* Task goal *
In the data below, one line contains "tasks, and approvals" and a later one contains "in that family". Print both, with every line between them, exactly and alone.

BEGIN

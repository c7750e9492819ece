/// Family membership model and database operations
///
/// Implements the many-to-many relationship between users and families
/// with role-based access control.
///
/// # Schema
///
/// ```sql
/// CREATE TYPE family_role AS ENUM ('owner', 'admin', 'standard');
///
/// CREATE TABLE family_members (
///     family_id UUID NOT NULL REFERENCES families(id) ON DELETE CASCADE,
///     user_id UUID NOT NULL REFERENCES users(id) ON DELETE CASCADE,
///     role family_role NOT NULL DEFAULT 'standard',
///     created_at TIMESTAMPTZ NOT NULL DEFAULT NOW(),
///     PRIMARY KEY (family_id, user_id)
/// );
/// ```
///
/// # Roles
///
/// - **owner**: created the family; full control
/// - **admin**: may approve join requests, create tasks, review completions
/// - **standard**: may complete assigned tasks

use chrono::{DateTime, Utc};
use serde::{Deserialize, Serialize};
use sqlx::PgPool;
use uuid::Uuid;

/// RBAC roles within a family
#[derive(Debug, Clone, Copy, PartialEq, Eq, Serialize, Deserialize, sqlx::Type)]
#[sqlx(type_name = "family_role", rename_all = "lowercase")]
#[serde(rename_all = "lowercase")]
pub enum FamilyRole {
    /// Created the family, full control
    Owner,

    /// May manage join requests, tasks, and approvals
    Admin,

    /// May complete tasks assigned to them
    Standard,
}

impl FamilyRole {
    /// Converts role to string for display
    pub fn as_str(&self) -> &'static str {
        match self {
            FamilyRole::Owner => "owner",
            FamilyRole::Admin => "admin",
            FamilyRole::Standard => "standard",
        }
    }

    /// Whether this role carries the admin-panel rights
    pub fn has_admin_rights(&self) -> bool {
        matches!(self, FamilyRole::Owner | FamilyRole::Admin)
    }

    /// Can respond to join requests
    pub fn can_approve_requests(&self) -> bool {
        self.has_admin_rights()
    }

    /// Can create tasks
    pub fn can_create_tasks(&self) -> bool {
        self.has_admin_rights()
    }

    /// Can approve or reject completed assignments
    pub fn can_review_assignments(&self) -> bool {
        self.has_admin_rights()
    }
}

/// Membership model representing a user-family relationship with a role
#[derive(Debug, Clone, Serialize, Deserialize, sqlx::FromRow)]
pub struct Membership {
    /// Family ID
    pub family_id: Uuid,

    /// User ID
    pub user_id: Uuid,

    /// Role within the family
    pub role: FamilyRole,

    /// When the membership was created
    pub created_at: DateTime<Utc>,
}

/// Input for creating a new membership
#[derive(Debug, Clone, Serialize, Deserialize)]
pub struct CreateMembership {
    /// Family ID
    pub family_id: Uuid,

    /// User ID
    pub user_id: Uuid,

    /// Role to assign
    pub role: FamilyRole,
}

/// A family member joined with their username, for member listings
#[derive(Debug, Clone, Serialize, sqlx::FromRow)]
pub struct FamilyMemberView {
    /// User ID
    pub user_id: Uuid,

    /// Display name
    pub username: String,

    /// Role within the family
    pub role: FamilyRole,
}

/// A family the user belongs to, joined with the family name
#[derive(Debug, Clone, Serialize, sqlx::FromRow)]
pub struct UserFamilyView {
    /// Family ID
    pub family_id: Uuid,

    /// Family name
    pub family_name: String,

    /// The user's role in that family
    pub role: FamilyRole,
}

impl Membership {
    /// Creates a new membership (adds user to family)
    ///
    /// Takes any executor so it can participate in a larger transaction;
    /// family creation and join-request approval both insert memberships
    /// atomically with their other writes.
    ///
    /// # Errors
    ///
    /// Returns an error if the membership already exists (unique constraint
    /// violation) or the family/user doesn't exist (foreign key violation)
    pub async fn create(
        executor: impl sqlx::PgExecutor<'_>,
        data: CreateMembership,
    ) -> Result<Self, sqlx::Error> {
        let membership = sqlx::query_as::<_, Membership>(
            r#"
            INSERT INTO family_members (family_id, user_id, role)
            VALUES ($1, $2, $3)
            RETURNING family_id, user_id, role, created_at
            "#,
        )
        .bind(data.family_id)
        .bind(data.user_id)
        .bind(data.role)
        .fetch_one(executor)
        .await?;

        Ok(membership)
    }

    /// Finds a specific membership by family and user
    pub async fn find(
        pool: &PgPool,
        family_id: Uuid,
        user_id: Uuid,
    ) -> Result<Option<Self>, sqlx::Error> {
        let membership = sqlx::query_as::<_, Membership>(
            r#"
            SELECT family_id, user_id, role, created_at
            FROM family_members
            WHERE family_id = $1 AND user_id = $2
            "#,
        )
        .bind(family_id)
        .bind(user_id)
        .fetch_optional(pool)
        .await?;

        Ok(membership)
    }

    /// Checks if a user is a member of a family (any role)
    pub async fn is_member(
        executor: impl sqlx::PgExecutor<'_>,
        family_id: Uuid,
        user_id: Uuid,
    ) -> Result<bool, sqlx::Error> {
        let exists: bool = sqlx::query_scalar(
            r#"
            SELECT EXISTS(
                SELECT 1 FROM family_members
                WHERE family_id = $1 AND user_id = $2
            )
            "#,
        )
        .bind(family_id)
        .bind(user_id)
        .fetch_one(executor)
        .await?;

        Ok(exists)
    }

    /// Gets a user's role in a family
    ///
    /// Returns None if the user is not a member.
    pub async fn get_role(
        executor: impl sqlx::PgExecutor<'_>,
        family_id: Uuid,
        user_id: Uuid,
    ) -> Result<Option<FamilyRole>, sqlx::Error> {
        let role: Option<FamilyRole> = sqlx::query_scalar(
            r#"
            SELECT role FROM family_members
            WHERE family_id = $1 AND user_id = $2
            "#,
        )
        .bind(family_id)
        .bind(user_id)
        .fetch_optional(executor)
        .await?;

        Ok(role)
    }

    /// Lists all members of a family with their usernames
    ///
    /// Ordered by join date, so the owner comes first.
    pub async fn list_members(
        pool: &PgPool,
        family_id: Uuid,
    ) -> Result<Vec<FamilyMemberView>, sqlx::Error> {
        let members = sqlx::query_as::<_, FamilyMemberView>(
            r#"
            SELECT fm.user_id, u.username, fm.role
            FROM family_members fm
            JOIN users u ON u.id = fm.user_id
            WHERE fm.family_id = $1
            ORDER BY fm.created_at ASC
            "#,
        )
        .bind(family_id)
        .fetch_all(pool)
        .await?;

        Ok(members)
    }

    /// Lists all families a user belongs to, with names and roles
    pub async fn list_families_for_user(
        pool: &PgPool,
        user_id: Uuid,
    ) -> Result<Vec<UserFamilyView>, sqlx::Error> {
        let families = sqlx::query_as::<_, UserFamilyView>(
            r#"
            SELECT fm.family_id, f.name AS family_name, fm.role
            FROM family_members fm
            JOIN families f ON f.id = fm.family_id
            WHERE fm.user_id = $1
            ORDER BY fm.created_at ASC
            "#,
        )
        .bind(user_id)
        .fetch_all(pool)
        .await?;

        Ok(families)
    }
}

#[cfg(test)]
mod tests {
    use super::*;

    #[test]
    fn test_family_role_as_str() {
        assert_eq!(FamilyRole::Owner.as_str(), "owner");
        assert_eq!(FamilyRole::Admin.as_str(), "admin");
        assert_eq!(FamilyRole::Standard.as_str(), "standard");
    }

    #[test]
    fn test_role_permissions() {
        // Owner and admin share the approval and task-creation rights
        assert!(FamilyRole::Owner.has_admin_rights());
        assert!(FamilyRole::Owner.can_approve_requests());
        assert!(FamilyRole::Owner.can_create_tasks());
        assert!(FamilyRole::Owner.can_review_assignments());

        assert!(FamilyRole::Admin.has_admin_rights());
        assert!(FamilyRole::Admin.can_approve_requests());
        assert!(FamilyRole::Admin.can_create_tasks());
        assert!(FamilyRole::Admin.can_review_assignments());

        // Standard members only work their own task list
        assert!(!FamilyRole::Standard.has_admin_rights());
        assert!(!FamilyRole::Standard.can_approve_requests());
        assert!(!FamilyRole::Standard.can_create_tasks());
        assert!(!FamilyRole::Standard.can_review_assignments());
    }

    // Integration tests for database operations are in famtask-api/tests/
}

END

* Finished task *
    /// May manage join requests, tasks, and approvals
    Admin,

    /// May complete tasks assigned to them
    Standard,
}

impl FamilyRole {
    /// Converts role to string for display
    pub fn as_str(&self) -> &'static str {
        match self {
            FamilyRole::Owner => "owner",
            FamilyRole::Admin => "admin",
            FamilyRole::Standard => "standard",
        }
    }

    /// Whether this role carries the admin-panel rights
    pub fn has_admin_rights(&self) -> bool {
        matches!(self, FamilyRole::Owner | FamilyRole::Admin)
    }

    /// Can respond to join requests
    pub fn can_approve_requests(&self) -> bool {
        self.has_admin_rights()
    }

    /// Can create tasks
    pub fn can_create_tasks(&self) -> bool {
        self.has_admin_rights()
    }

    /// Can approve or reject completed assignments
    pub fn can_review_assignments(&self) -> bool {
        self.has_admin_rights()
    }
}

/// Membership model representing a user-family relationship with a role
#[derive(Debug, Clone, Serialize, Deserialize, sqlx::FromRow)]
pub struct Membership {
    /// Family ID
    pub family_id: Uuid,

    /// User ID
    pub user_id: Uuid,

    /// Role within the family
    pub role: FamilyRole,

    /// When the membership was created
    pub created_at: DateTime<Utc>,
}

/// Input for creating a new membership
#[derive(Debug, Clone, Serialize, Deserialize)]
pub struct CreateMembership {
    /// Family ID
    pub family_id: Uuid,

    /// User ID
    pub user_id: Uuid,

    /// Role to assign
    pub role: FamilyRole,
}

/// A family member joined with their username, for member listings
#[derive(Debug, Clone, Serialize, sqlx::FromRow)]
pub struct FamilyMemberView {
    /// User ID
    pub user_id: Uuid,

    /// Display name
    pub username: String,

    /// Role within the family
    pub role: FamilyRole,
}

/// A family the user belongs to, joined with the family name
#[derive(Debug, Clone, Serialize, sqlx::FromRow)]
pub struct UserFamilyView {
    /// Family ID
    pub family_id: Uuid,

    /// Family name
    pub family_name: String,

    /// The user's role in that family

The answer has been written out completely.